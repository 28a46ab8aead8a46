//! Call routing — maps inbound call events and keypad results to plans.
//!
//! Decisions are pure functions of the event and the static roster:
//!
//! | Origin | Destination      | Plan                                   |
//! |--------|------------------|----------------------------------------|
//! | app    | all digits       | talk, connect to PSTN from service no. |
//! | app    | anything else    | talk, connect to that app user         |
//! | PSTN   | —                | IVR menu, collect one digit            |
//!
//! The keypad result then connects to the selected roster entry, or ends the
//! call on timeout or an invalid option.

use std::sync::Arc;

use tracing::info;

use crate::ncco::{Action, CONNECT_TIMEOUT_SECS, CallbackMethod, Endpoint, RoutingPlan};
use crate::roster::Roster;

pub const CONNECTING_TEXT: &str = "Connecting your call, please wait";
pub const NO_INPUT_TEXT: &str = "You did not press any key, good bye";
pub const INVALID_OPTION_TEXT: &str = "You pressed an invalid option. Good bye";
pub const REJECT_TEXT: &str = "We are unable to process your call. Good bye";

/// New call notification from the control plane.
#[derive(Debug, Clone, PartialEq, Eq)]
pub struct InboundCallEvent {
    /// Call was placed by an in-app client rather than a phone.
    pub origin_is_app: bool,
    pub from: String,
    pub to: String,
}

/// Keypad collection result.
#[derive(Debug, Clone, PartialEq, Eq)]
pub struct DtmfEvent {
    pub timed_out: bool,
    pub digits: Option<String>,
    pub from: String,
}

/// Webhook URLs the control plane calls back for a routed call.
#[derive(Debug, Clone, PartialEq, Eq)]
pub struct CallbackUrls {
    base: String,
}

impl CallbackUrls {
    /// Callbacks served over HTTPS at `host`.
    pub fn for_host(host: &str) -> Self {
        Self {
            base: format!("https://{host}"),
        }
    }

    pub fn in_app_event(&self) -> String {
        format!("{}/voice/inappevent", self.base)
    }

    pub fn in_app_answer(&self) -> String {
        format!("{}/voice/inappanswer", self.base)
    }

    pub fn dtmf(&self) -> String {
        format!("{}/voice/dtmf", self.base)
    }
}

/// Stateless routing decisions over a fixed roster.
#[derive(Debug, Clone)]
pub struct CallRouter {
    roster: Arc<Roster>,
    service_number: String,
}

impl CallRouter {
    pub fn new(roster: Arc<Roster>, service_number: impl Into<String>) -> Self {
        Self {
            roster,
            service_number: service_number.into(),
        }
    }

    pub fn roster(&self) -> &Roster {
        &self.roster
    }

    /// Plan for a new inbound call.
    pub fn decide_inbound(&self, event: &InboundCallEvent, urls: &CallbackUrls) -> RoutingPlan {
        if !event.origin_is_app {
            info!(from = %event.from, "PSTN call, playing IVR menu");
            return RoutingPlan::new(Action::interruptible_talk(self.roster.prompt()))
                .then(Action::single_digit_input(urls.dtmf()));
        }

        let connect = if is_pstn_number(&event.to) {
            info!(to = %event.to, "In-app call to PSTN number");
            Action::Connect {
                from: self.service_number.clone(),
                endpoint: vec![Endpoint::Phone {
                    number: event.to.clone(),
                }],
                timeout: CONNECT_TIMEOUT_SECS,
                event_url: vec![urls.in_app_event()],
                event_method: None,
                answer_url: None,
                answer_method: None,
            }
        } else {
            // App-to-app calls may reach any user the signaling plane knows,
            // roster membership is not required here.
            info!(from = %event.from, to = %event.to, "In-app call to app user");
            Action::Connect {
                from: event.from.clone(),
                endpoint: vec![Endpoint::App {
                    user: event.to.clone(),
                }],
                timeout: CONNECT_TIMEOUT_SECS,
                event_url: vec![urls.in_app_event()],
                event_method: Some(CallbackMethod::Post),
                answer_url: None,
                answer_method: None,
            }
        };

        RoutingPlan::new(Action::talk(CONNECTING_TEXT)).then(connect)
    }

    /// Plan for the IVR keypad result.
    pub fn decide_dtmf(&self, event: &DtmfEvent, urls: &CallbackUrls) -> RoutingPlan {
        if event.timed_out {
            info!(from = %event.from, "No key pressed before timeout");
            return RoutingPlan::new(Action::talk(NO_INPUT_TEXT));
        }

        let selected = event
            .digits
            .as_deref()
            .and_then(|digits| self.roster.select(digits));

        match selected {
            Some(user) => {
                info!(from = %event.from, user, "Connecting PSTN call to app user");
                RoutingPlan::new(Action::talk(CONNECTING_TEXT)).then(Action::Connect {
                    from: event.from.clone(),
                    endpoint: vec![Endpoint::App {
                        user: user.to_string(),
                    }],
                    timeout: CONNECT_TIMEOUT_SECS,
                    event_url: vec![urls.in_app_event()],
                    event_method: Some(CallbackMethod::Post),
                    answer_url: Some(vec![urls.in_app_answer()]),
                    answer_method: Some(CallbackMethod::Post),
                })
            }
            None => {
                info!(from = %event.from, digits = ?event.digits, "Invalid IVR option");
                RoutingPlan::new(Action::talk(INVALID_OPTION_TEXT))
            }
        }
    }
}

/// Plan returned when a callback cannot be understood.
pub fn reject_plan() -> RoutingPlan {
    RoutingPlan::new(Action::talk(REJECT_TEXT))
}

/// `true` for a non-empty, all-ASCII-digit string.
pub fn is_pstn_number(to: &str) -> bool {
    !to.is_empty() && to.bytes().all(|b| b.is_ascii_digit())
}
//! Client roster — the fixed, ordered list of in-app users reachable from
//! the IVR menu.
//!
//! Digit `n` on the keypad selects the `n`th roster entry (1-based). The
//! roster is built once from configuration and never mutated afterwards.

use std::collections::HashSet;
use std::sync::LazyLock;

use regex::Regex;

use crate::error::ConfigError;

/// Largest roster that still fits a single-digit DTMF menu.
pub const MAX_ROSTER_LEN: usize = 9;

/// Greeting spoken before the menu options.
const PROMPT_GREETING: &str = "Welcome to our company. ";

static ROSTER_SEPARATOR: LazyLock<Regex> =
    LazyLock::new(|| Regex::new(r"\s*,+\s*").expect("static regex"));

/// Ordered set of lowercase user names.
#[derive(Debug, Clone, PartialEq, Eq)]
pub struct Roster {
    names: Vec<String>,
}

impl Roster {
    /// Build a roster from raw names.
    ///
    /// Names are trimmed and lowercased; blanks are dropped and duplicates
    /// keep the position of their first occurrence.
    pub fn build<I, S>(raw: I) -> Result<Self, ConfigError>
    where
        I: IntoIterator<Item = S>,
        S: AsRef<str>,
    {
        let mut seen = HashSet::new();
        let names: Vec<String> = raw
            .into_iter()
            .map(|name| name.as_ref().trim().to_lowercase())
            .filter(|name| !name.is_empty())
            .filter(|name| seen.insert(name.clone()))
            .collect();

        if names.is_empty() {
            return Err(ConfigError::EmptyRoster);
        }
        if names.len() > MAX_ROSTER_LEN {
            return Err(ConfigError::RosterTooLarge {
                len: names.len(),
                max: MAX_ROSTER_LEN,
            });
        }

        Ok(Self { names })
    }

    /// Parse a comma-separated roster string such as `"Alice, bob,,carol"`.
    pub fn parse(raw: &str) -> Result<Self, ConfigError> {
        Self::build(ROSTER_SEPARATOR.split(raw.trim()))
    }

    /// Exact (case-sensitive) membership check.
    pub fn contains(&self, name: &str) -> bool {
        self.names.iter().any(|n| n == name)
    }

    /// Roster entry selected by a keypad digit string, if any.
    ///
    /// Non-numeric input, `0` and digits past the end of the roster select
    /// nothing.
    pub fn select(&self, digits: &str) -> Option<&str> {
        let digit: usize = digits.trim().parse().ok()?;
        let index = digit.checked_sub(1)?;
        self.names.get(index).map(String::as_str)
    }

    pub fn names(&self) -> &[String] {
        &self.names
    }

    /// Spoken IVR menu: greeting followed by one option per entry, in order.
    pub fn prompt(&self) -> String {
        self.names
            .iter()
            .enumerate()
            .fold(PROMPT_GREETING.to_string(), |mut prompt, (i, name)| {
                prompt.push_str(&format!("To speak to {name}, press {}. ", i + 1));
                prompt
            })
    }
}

· · · · ·

#### ACTIVITY
Search the data for the string "info" and copy each line where it appears.

#### SOLUTION TO THE EXERCISE
use tracing::info;
            info!(from = %event.from, "PSTN call, playing IVR menu");
            info!(to = %event.to, "In-app call to PSTN number");
            info!(from = %event.from, to = %event.to, "In-app call to app user");
            info!(from = %event.from, "No key pressed before timeout");
                info!(from = %event.from, user, "Connecting PSTN call to app user");
                info!(from = %event.from, digits = ?event.digits, "Invalid IVR option");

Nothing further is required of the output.